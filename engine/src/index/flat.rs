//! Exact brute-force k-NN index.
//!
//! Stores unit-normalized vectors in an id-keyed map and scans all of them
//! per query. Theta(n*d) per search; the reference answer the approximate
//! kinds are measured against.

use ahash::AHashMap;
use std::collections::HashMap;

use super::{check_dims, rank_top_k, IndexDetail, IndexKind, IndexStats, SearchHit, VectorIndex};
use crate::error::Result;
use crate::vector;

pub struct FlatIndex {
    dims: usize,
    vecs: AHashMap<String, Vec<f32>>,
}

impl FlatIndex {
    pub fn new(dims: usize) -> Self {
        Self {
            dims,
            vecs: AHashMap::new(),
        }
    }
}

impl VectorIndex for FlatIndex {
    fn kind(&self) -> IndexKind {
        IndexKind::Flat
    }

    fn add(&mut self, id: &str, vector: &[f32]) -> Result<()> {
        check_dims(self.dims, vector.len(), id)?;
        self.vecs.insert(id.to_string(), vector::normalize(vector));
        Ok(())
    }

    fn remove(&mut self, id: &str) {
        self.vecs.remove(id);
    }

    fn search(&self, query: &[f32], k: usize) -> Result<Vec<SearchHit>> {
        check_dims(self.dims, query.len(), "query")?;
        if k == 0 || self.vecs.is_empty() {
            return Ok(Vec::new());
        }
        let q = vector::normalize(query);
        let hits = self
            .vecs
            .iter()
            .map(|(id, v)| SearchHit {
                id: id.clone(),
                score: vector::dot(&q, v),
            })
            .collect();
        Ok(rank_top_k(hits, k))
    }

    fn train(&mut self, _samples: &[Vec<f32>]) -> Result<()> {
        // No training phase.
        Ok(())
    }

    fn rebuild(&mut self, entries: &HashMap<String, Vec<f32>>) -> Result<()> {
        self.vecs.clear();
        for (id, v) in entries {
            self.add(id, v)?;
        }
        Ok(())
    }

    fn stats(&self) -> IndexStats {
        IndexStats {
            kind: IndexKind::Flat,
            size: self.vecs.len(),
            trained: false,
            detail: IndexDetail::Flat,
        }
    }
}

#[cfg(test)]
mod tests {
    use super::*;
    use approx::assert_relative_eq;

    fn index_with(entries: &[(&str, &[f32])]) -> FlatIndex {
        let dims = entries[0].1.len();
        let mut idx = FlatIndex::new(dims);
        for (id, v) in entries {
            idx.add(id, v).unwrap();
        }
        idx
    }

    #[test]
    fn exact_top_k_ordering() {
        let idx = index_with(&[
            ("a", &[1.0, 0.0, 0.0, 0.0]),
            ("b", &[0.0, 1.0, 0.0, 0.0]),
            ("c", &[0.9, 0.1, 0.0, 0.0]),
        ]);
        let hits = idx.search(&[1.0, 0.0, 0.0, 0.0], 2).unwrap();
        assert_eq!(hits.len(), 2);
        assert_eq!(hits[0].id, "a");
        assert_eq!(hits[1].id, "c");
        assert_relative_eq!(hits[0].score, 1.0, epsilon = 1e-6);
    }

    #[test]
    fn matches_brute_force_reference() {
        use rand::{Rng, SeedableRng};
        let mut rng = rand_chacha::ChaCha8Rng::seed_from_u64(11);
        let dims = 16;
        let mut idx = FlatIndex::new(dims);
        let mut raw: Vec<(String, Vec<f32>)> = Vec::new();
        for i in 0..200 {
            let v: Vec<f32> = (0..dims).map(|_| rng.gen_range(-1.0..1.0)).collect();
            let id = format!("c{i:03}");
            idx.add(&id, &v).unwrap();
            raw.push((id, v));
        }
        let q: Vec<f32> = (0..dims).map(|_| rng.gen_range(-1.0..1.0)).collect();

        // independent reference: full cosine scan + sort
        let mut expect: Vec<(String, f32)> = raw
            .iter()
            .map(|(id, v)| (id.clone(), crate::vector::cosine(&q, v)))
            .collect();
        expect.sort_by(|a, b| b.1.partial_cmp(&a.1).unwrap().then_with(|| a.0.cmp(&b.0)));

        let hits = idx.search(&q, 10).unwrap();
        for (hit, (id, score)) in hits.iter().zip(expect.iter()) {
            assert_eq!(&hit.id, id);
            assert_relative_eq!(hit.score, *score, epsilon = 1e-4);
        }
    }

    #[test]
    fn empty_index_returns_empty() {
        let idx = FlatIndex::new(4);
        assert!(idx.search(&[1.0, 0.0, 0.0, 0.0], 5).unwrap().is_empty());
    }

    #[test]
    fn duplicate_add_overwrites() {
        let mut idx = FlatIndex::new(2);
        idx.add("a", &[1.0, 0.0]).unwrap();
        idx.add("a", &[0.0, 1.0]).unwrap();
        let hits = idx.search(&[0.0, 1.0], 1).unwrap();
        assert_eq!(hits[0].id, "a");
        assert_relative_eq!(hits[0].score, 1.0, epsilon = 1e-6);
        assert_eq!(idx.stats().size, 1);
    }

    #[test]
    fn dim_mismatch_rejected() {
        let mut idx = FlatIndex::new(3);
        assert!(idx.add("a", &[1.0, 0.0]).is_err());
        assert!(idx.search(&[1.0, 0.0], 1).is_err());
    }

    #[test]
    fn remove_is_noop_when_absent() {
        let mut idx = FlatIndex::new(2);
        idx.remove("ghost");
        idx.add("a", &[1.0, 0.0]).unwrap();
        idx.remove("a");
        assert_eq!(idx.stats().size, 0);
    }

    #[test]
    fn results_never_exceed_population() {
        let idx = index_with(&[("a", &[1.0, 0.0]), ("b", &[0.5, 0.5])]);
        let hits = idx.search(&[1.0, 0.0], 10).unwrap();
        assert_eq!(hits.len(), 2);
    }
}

--

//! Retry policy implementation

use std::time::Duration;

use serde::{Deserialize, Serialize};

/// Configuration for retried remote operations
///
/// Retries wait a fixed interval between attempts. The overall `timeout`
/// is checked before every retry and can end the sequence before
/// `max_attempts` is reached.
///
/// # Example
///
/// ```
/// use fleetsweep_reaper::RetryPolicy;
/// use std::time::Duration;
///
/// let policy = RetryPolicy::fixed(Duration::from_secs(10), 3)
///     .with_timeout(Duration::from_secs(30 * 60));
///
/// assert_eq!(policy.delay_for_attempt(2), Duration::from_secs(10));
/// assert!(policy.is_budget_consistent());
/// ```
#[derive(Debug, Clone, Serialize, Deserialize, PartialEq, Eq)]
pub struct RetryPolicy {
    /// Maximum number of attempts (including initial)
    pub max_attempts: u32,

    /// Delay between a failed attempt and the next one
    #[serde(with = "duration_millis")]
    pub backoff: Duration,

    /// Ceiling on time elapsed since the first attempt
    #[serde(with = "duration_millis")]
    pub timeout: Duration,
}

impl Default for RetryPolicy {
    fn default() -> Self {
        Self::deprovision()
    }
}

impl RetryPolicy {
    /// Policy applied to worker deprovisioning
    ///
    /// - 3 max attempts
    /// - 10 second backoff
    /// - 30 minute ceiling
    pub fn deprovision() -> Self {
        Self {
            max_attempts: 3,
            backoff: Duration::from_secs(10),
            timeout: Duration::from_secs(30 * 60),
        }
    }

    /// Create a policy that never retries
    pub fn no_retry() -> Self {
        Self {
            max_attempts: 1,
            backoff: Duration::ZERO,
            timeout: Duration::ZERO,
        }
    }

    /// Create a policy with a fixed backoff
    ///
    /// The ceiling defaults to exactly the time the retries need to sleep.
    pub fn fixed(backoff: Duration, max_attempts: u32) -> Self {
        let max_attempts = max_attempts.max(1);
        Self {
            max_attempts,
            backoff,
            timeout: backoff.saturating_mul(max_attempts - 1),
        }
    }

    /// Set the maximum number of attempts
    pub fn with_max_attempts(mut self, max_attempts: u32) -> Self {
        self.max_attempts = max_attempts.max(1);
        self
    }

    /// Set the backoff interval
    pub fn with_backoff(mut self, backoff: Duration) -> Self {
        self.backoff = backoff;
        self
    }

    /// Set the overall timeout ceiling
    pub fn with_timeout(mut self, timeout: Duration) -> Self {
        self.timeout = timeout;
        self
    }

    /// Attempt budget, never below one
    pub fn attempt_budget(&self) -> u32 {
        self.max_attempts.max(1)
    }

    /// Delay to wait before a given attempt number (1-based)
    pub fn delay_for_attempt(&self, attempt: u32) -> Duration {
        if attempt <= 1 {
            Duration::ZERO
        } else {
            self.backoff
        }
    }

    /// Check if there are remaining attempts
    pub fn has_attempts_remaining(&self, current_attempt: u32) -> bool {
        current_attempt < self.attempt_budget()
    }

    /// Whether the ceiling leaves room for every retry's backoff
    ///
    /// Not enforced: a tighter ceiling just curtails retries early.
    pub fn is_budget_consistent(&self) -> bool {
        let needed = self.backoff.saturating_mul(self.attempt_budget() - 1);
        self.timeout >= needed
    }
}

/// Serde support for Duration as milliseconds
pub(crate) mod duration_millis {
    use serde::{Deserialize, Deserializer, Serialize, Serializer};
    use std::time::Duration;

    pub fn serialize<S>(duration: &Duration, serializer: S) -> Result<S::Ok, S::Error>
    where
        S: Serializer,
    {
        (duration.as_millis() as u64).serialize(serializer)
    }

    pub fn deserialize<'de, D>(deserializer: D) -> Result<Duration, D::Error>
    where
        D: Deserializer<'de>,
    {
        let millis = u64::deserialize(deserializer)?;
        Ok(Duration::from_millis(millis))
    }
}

* Prompt:
Reproduce the lines above, beginning at the line with "attempt number (1-based)" and stopping after the line with "pub fn has_attempts_remaining(&self, current_attempt: u32)", exactly as they are.

* Worked solution:
    /// Delay to wait before a given attempt number (1-based)
    pub fn delay_for_attempt(&self, attempt: u32) -> Duration {
        if attempt <= 1 {
            Duration::ZERO
        } else {
            self.backoff
        }
    }

    /// Check if there are remaining attempts
    pub fn has_attempts_remaining(&self, current_attempt: u32) -> bool {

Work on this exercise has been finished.